My hours at home before and after work were consumed with my recovery. To my daughter’s extreme exasperation, I refused to buy a Christmas tree. She called me the Grinch who stole Christmas. But the persistent pain had squelched any holiday spirit. After all, my daily endorphin rush had been replaced by disability and the grind of rehab.

Edie Thys Morgan, a two-time Olympic ski racer who grew up in California and now lives in New Hampshire, has endured three ACL surgeries. Recovery should not be rushed, she said.

“The key to rehab is that it’s boring and you just have to accept that it’s boring and just do it,” she said. “ . . . It’s an ugly place. You’re not doing any of the things that keep you vital, and you feel like you don’t have your mojo at all. If you could induce a coma and just come out of it in six months, you’d feel so much better.”

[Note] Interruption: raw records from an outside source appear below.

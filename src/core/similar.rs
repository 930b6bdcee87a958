/// Similarity job: align queries against the sequence store, rank the hits
/// and pull out the matching records.
use crate::bio::hits::read_hits;
use crate::core::config::Config;
use crate::core::job::JobContext;
use crate::core::ranker::SimilarityRanker;
use crate::core::schema::SimilaritySchema;
use crate::core::selector::{RecordSelector, SelectionSummary};
use crate::tools::request::SearchRequest;
use crate::tools::traits::AlignmentEngine;
use crate::utils::io::{is_gzipped, open_reader};
use crate::Result;
use serde::Serialize;
use std::collections::HashSet;
use std::fs::File;
use std::io::{BufWriter, Write};
use std::path::{Path, PathBuf};
use tracing::{info, warn};

pub const HITS_FILE: &str = "blastn_hits.tsv";
pub const SIMILAR_STRAINS: &str = "similar_strains.txt";
pub const SIMILAR_SEQUENCES: &str = "similar_genomes.fasta";
pub const SIMILAR_METADATA: &str = "similar_genomes.tsv";

#[derive(Debug, Clone, Serialize)]
pub struct SimilarityOutcome {
    pub hits: usize,
    pub ranked: Vec<String>,
    pub selection: SelectionSummary,
    pub warnings: Vec<String>,
}

pub struct SimilaritySearch<'a> {
    ctx: &'a JobContext,
    engine: &'a dyn AlignmentEngine,
    config: &'a Config,
}

/// The search tools read plain FASTA only.
fn plain_fasta(ctx: &JobContext, path: &Path, name: &str) -> Result<PathBuf> {
    if !is_gzipped(path) {
        return Ok(path.to_path_buf());
    }
    let target = ctx.path(name);
    info!("Decompressing {} to {}", path.display(), target.display());
    let mut reader = open_reader(path)?;
    let mut writer = BufWriter::new(File::create(&target)?);
    std::io::copy(&mut reader, &mut writer)?;
    writer.flush()?;
    Ok(target)
}

impl<'a> SimilaritySearch<'a> {
    pub fn new(ctx: &'a JobContext, engine: &'a dyn AlignmentEngine, config: &'a Config) -> Self {
        Self {
            ctx,
            engine,
            config,
        }
    }

    pub fn run(
        &self,
        query: &Path,
        sequences: &Path,
        metadata: &Path,
        schema: &SimilaritySchema,
    ) -> Result<SimilarityOutcome> {
        let reference = plain_fasta(self.ctx, sequences, "reference_sequences.fasta")?;
        let query = plain_fasta(self.ctx, query, "query_sequences.fasta")?;

        let database = self
            .engine
            .build_database(&reference, &self.ctx.path("blastdb").join("reference"))?;

        let hits_path = self.ctx.path(HITS_FILE);
        self.engine.search(&SearchRequest {
            query,
            database,
            output: hits_path.clone(),
            task: self.config.similarity.task.clone(),
            evalue: self.config.similarity.evalue,
            threads: self.ctx.threads(),
        })?;

        let hits = read_hits(&hits_path)?;
        let ranked = SimilarityRanker::new(schema)
            .with_min_query_coverage(self.config.similarity.min_query_coverage)
            .rank(&hits);
        info!(
            "{} of {} hits kept after ranking with {}",
            ranked.len(),
            hits.len(),
            self.engine.name()
        );

        // Rank order, not sorted: the first line is the best match.
        let mut writer = BufWriter::new(File::create(self.ctx.path(SIMILAR_STRAINS))?);
        for id in &ranked {
            writeln!(writer, "{}", id)?;
        }
        writer.flush()?;

        let mut warnings = Vec::new();
        if ranked.is_empty() {
            warnings.push(format!(
                "no hits passed identity {}-{} and coverage {}",
                schema.min_id, schema.max_id, self.config.similarity.min_query_coverage
            ));
            warn!("{}", warnings[0]);
        }

        let ids: HashSet<String> = ranked.iter().cloned().collect();
        let selection = RecordSelector::new(&self.config.columns.strain).select(
            sequences,
            metadata,
            &ids,
            &self.ctx.path(SIMILAR_SEQUENCES),
            &self.ctx.path(SIMILAR_METADATA),
        )?;
        if selection.is_empty() && !ranked.is_empty() {
            warnings.push("none of the ranked matches were found in the inputs".to_string());
        }

        Ok(SimilarityOutcome {
            hits: hits.len(),
            ranked,
            selection,
            warnings,
        })
    }
}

Gerhardt, 37, the U.S. Olympic soccer team surgeon, said his job is to remind patients that they are “making progress and that this is not a permanent deficit.” Collegiate and professional athletes can commit four to six hours a day to rehab, but “the rest of us have to go back to work and our lives,” he said.

Sandra Kulli, 60, a cheery Malibu resident who got a new ACL a year ago, found a silver lining in the rehab process. Connie, our mutual therapist, identified a weakness in Kulli’s ankles, and Kulli has worked to strengthen them -- an effort that benefited her on a recent ski trip. “There are some unexpected gifts in the rehab,” she said. “It’s a real journey of self-discovery.”

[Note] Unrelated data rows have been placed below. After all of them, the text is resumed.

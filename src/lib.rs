pub mod bio;
pub mod cli;
pub mod core;
pub mod tools;
pub mod utils;

pub use crate::core::{
    planner::SubsamplingPlanner, ranker::SimilarityRanker, selector::RecordSelector,
};

use std::fmt;
use thiserror::Error;

/// A stratum task that did not complete, with enough context to rerun it.
#[derive(Debug, Clone)]
pub struct StratumFailure {
    pub kind: crate::core::stratum::StratumKind,
    pub sigla: String,
    pub message: String,
}

impl fmt::Display for StratumFailure {
    fn fmt(&self, f: &mut fmt::Formatter<'_>) -> fmt::Result {
        write!(f, "{} stratum '{}': {}", self.kind, self.sigla, self.message)
    }
}

#[derive(Error, Debug)]
pub enum GistError {
    #[error("IO error: {0}")]
    Io(#[from] std::io::Error),

    #[error("JSON error: {0}")]
    Json(#[from] serde_json::Error),

    #[error("Table error: {0}")]
    Csv(#[from] csv::Error),

    #[error("Parse error: {0}")]
    Parse(String),

    #[error("Invalid configuration: {0}")]
    Config(String),

    #[error("Invalid tool request: {0}")]
    InvalidRequest(String),

    #[error("{tool} failed: {message}")]
    Tool { tool: String, message: String },

    #[error("{tool} timed out after {seconds} seconds")]
    Timeout { tool: String, seconds: u64 },

    #[error("{} strata failed: {}", .0.len(), join_failures(.0))]
    StrataFailed(Vec<StratumFailure>),
}

fn join_failures(failures: &[StratumFailure]) -> String {
    failures
        .iter()
        .map(|f| f.to_string())
        .collect::<Vec<_>>()
        .join("; ")
}

pub type Result<T> = std::result::Result<T, GistError>;
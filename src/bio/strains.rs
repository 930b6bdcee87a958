/// Identifier-list files: one strain per line. Blank lines and `#` comments
/// are ignored on read; writes are always sorted so the file content does
/// not depend on the order strata finished in.
use crate::utils::io::open_reader;
use crate::Result;
use std::collections::BTreeSet;
use std::fs::File;
use std::io::{BufRead, BufWriter, Write};
use std::path::Path;

pub type StrainSet = BTreeSet<String>;

pub fn read_strains(path: &Path) -> Result<StrainSet> {
    let reader = open_reader(path)?;
    let mut strains = StrainSet::new();
    for line in reader.lines() {
        let line = line?;
        let strain = line.trim();
        if strain.is_empty() || strain.starts_with('#') {
            continue;
        }
        strains.insert(strain.to_string());
    }
    Ok(strains)
}

pub fn write_strains<'a, I>(path: &Path, strains: I) -> Result<usize>
where
    I: IntoIterator<Item = &'a String>,
{
    let sorted: BTreeSet<&String> = strains.into_iter().collect();
    let mut writer = BufWriter::new(File::create(path)?);
    for strain in &sorted {
        writeln!(writer, "{}", strain)?;
    }
    writer.flush()?;
    Ok(sorted.len())
}

/// Union of several identifier-list files.
pub fn union_files<P: AsRef<Path>>(paths: &[P]) -> Result<StrainSet> {
    let mut union = StrainSet::new();
    for path in paths {
        union.extend(read_strains(path.as_ref())?);
    }
    Ok(union)
}

#[cfg(test)]
mod tests {
    use super::*;
    use std::fs;
    use tempfile::TempDir;

    #[test]
    fn test_read_ignores_comments_and_blanks() {
        let dir = TempDir::new().unwrap();
        let path = dir.path().join("ids.txt");
        fs::write(&path, "# header\nB\n\n  A  \nB\n").unwrap();

        let strains = read_strains(&path).unwrap();
        assert_eq!(strains.into_iter().collect::<Vec<_>>(), vec!["A", "B"]);
    }

    #[test]
    fn test_write_is_sorted_and_unique() {
        let dir = TempDir::new().unwrap();
        let path = dir.path().join("ids.txt");
        let ids = vec!["c".to_string(), "a".to_string(), "c".to_string()];

        assert_eq!(write_strains(&path, &ids).unwrap(), 2);
        assert_eq!(fs::read_to_string(&path).unwrap(), "a\nc\n");
    }

    #[test]
    fn test_union_of_files() {
        let dir = TempDir::new().unwrap();
        let first = dir.path().join("1.txt");
        let second = dir.path().join("2.txt");
        fs::write(&first, "x\ny\n").unwrap();
        fs::write(&second, "y\nz\n").unwrap();

        let union = union_files(&[first, second]).unwrap();
        assert_eq!(union.len(), 3);
    }
}
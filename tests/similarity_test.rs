//! Similarity ranking and record selection through the public API.
mod common;

use common::{strain_lines, Workspace};
use gist::bio::fasta::parse_fasta;
use gist::bio::hits::AlignmentHit;
use gist::bio::metadata::MetadataTable;
use gist::core::config::Config;
use gist::core::job::JobContext;
use gist::core::schema::SimilaritySchema;
use gist::core::similar::{SimilaritySearch, HITS_FILE, SIMILAR_SEQUENCES, SIMILAR_STRAINS};
use gist::tools::request::{DatabaseHandle, SearchRequest};
use gist::tools::traits::AlignmentEngine;
use gist::{RecordSelector, SimilarityRanker};
use pretty_assertions::assert_eq;
use rstest::rstest;
use std::collections::HashSet;
use std::fs;
use std::path::Path;

fn hit(matched: &str, pident: f64, qcov: f64, bitscore: f64) -> AlignmentHit {
    AlignmentHit {
        query_id: "query".to_string(),
        matched_id: matched.to_string(),
        percent_identity: pident,
        e_value: 0.0,
        bit_score: bitscore,
        query_coverage: qcov,
    }
}

fn schema(min_id: f64, max_id: f64, max: usize) -> SimilaritySchema {
    SimilaritySchema::from_json(&format!(
        r#"{{"job_name": "near", "min_id": {}, "max_id": {}, "max_number_of_similar_genomes": {}}}"#,
        min_id, max_id, max
    ))
    .unwrap()
}

#[test]
fn test_duplicate_and_out_of_range_hits_dropped() {
    let hits = vec![
        hit("A", 99.95, 100.0, 500.0),
        hit("A", 99.95, 100.0, 300.0),
        hit("B", 80.0, 100.0, 400.0),
    ];
    let ranked = SimilarityRanker::new(&schema(95.0, 100.0, 10)).rank(&hits);
    assert_eq!(ranked, vec!["A".to_string()]);
}

#[rstest]
#[case(1, vec!["C"])]
#[case(2, vec!["C", "A"])]
#[case(10, vec!["C", "A", "B"])]
fn test_rank_cap(#[case] max: usize, #[case] expected: Vec<&str>) {
    let hits = vec![
        hit("A", 99.0, 100.0, 450.0),
        hit("B", 98.0, 100.0, 410.0),
        hit("C", 99.5, 100.0, 480.0),
    ];
    let ranked = SimilarityRanker::new(&schema(95.0, 100.0, max)).rank(&hits);
    assert_eq!(ranked, expected);
}

#[test]
fn test_record_selector_is_set_filter() {
    let ws = Workspace::new();
    let sequences = ws.write("seqs.fasta", ">a\nACGT\n>b\nGGGG\n>c\nCCCC\n>a\nTTTT\n");
    let metadata = ws.write("meta.tsv", "strain\tcountry\na\tBrazil\nb\tChile\nc\tPeru\n");
    let ids: HashSet<String> = ["a", "c", "zz"].iter().map(|s| s.to_string()).collect();

    let summary = RecordSelector::new("strain")
        .select(
            &sequences,
            &metadata,
            &ids,
            &ws.path("out.fasta"),
            &ws.path("out.tsv"),
        )
        .unwrap();

    let written: Vec<String> = parse_fasta(ws.path("out.fasta"))
        .unwrap()
        .into_iter()
        .map(|s| s.id)
        .collect();
    assert_eq!(written, vec!["a".to_string(), "c".to_string()]);
    assert_eq!(summary.sequences, 2);
    assert_eq!(summary.metadata_rows, 2);
    assert_eq!(summary.missing_sequences(), 1);
    assert_eq!(MetadataTable::read(&ws.path("out.tsv")).unwrap().len(), 2);
}

/// Writes a fixed hit table instead of running BLAST.
struct FixedHits(&'static str);

impl AlignmentEngine for FixedHits {
    fn name(&self) -> &str {
        "fixed"
    }

    fn build_database(&self, _sequences: &Path, prefix: &Path) -> gist::Result<DatabaseHandle> {
        Ok(DatabaseHandle {
            prefix: prefix.to_path_buf(),
        })
    }

    fn search(&self, request: &SearchRequest) -> gist::Result<()> {
        request.validate()?;
        fs::write(&request.output, self.0)?;
        Ok(())
    }
}

#[test]
fn test_similarity_job_outputs() {
    let ws = Workspace::new();
    let query = ws.write("query.fasta", ">q1\nACGTACGT\n");
    let sequences = ws.write(
        "db.fasta",
        ">Brazil/SP-1/2021\nACGTACGT\n>Brazil/RJ-1/2021\nACGTACGA\n>Chile/STG-1/2021\nTTTTACGT\n",
    );
    let metadata = ws.write(
        "db.tsv",
        "strain\tcountry\nBrazil/SP-1/2021\tBrazil\nBrazil/RJ-1/2021\tBrazil\nChile/STG-1/2021\tChile\n",
    );
    let engine = FixedHits(
        "q1\tBrazil/RJ-1/2021\t99.9\t0.0\t300\t100\n\
         q1\tBrazil/SP-1/2021\t100.0\t0.0\t320\t100\n\
         q1\tChile/STG-1/2021\t62.0\t1e-3\t90\t100\n",
    );

    let schema = schema(99.0, 100.0, 5);
    let config = Config::default();
    let ctx = JobContext::create(&ws.output_dir(), &schema.job_name, 1).unwrap();
    let outcome = SimilaritySearch::new(&ctx, &engine, &config)
        .run(&query, &sequences, &metadata, &schema)
        .unwrap();

    assert_eq!(outcome.hits, 3);
    assert_eq!(
        strain_lines(&ctx.path(SIMILAR_STRAINS)),
        vec!["Brazil/SP-1/2021".to_string(), "Brazil/RJ-1/2021".to_string()]
    );
    assert!(ctx.path(HITS_FILE).exists());
    let written: Vec<String> = parse_fasta(ctx.path(SIMILAR_SEQUENCES))
        .unwrap()
        .into_iter()
        .map(|s| s.id)
        .collect();
    assert_eq!(written, vec!["Brazil/SP-1/2021".to_string(), "Brazil/RJ-1/2021".to_string()]);
    assert!(outcome.warnings.is_empty());
}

It’s a bit early to look at this experience as a gift. I still tamp down feelings of discouragement and the fear that I’ll never be the same. I worry that I won’t be able to muster the courage to ski again. And I am terrified of reinjuring myself if I do. Once you’ve torn one ACL, I learned, you’re at higher risk for tearing your other ACL or your ACL graft.

In mid-December, I took my first hike since the injury, a gentle climb to Inspiration Point at Will Rogers State Historic Park. My knee felt tender, but the view was breathtaking.

One day in mid-January, I noticed that I was no longer feeling lumps of new scar tissue. By February, the redness around my incision had disappeared, and the inch-long scar was hardly noticeable. I could climb up and down stairs without wincing. I was pedaling furiously on the exercise bike. I could straighten my leg and I had decent, if not quite full, range of motion.

The other day, my surgeon high-fived me and said: “I know it’s been hard work, but you’ve done fabulously.”

I know I’ve got a long way to go. My knee still stiffens if I sit or stand for too long. It pops and clicks with alarming frequency. I realize I’m in for the long haul on rehab and conditioning, and I’m determined to recover as completely as possible. I do knee-strengthening exercises in the grocery line, and I’ll soon start yoga classes and enlist a personal trainer. With any luck, a few months from now I’ll be asking: “Tennis, anyone?”

But this trial has made me well aware that I have begun my inexorable march into the enemy’s country. I intend to make it a slow march, conducted to the extent feasible on my own terms. If I have to be on the slippery downhill slope, let it be on a snowy mountain in Chile.